IntersectMBO / plutus

The Plutus language implementation and tools
Apache License 2.0
1.57k stars 476 forks source link

[Epic] NEAT tests #6075

Closed effectfully closed 1 month ago

effectfully commented 5 months ago

NEAT tests are flawed in quite a few ways, but given their rather low priority and the fact that probably nobody is actually going to be working on them I'll post all of the original GitHub tickets in this thread instead of creating an issue for each ticket, just so that I don't flood the issues list.

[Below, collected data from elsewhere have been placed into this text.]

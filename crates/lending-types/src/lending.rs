//! Lending results decoded from query events.
//!
//! Values keep the protocol's fixed-point conventions: rates are basis points
//! (`200` is 2%), amounts and values are raw integers in the pool's decimals.
//! Fields only emitted by one schema version are optional.

use crate::utils::decimal;
use crate::U256;
use serde::Serialize;

/// Reserve state of one dola pool.
#[derive(Debug, Clone, Default, PartialEq, Eq, Serialize)]
pub struct ReserveInfo {
	/// 200 -> 200/10000 = 2.0%
	pub borrow_apy: u64,
	#[serde(with = "decimal::option")]
	pub borrow_coefficient: Option<U256>,
	#[serde(with = "decimal::option")]
	pub collateral_coefficient: Option<U256>,
	#[serde(with = "decimal")]
	pub debt: U256,
	#[serde(with = "decimal")]
	pub reserve: U256,
	pub supply_apy: u64,
	pub utilization_rate: u64,
	/// Current deployments only.
	pub dola_pool_id: Option<u16>,
	/// `0x`-prefixed coin type name. Legacy deployments only.
	pub token_name: Option<String>,
	/// Per-chain pools backing the reserve.
	pub pools: Vec<PoolInfo>,
}

/// Liquidity of a pool on one chain.
#[derive(Debug, Clone, Default, PartialEq, Eq, Serialize)]
pub struct PoolInfo {
	#[serde(with = "decimal")]
	pub pool_liquidity: U256,
	pub dola_chain_id: u16,
	/// `0x`-prefixed pool address.
	pub dola_address: String,
	#[serde(with = "decimal")]
	pub pool_equilibrium_fee: U256,
	#[serde(with = "decimal")]
	pub pool_weight: U256,
}

/// A user's collateral in one pool.
#[derive(Debug, Clone, Default, PartialEq, Eq, Serialize)]
pub struct CollateralItem {
	#[serde(with = "decimal")]
	pub collateral_amount: U256,
	#[serde(with = "decimal")]
	pub collateral_value: U256,
	pub dola_pool_id: Option<u16>,
	pub borrow_apy: Option<u64>,
	pub supply_apy: Option<u64>,
	/// Move type of the entry. Legacy deployments only.
	pub coin_type: Option<String>,
	/// Legacy deployments only.
	pub token_name: Option<String>,
}

/// A user's debt in one pool.
#[derive(Debug, Clone, Default, PartialEq, Eq, Serialize)]
pub struct DebtItem {
	#[serde(with = "decimal")]
	pub debt_amount: U256,
	#[serde(with = "decimal")]
	pub debt_value: U256,
	pub dola_pool_id: Option<u16>,
	pub borrow_apy: Option<u64>,
	pub supply_apy: Option<u64>,
	pub coin_type: Option<String>,
	pub token_name: Option<String>,
}

/// Summary of a user's lending position.
#[derive(Debug, Clone, Default, PartialEq, Eq, Serialize)]
pub struct UserLendingInfo {
	#[serde(with = "decimal")]
	pub total_collateral_value: U256,
	#[serde(with = "decimal")]
	pub total_debt_value: U256,
	#[serde(with = "decimal::option")]
	pub health_factor: Option<U256>,
	/// Negative when the position is not profitable.
	pub net_apy: Option<i64>,
	pub total_borrow_apy: Option<u64>,
	pub total_supply_apy: Option<u64>,
	pub collateral_infos: Vec<CollateralItem>,
	pub debt_infos: Vec<DebtItem>,
}

/// Oracle price of a dola pool's token.
#[derive(Debug, Clone, Default, PartialEq, Eq, Serialize)]
pub struct DolaTokenPrice {
	/// Number of decimals in `price`.
	pub decimal: u8,
	pub dola_pool_id: u16,
	#[serde(with = "decimal")]
	pub price: U256,
}

/// One address bound to a dola user id.
#[derive(Debug, Clone, Default, PartialEq, Eq, Serialize)]
pub struct DolaUserAddress {
	pub dola_chain_id: u16,
	/// `0x`-prefixed hex.
	pub dola_address: String,
}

effectfully commented 5 months ago

Currently in NEAT tests we use De Bruijn indices to represent variables. This has the advantage of playing well the whole lazy-search machinery, however we do lose some coverage because of that, since we’re not testing name shadowing.

Can we instead generate terms with regular TyNames and Names (modulo alpha)?

Should we test open terms too? E.g. type normalization has to handle them.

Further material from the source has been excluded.